La decisione attuale, rappresenta, quindi, un vero e proprio passo indietro, soprattutto se si tiene conto che soltanto pochi giorni fa una deputata del parlamento del Kenya aveva accolto il presidente Ruto a Kaptagat, nell’ovest del Paese, per l’evento annuale di piantumazione di nuovi alberi nella foresta omonima.
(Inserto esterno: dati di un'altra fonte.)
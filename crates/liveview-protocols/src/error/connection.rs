//! Transport connection errors.

use thiserror::Error;

#[derive(Debug, Error)]
pub enum ConnectionError {
    #[error("Connection closed")]
    Closed,

    #[error("Send failed: {0}")]
    SendFailed(String),

    #[error("Encode failed: {0}")]
    Encode(String),
}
Infatti, anche se la deforestazione sul pianeta è rallentata decisamente negli ultimi anni, l’Africa continua ad essere il continente più colpito da questa pratica, con un’accelerazione della perdita di territori forestali da 3,4 a 3,9 milioni di ettari annui. I principali fattori che contribuiscono ad alimentare questo trend negativo sono: la crescita della popolazione africana, che secondo le proiezioni è destinata a proseguire nei prossimi decenni; l’espansione dell’agricoltura su micro-scala, che sottrae terra alle foreste; l’utilizzo ancora diffuso del legname come combustibile per il riscaldamento domestico.
Le proteste degli ambientalisti
Dura la replica degli ambientalisti che hanno contestato la mossa del presidente Ruto. L’attivista ambientale e amministratrice delegata di Wildlifedirect, Paula Kahumba, ha affermato che la revoca del divieto esporrà il Paese al disboscamento illegale. “È un giorno triste per gli alberi in Kenya. Come saranno protette le foreste? Gli alberi piantati non forniranno il valore ecologico, sociale, culturale e genetico delle foreste di vecchia crescita”, ha dichiarato.
Per Elizabeth Wathuti, responsabile dei programmi del Wangari Maathai Institute, piantare alberi è un modo per mitigare i disastrosi effetti del cambiamento climatico. “Finché gli alberi sopravvivono, trattengono il carbonio al loro interno e possono vivere per lunghi periodi, che vanno dai decenni ai secoli. Gli alberi fungono da serbatoi naturali di carbonio”, ha dichiarato. Per questa ragione, Wathuti ha chiesto al governo di esplorare mercati alternativi come quello del carbonio, dell’ecoturismo e dell’apicoltura, fermando una volta per tutte lo sfruttamento delle risorse forestali.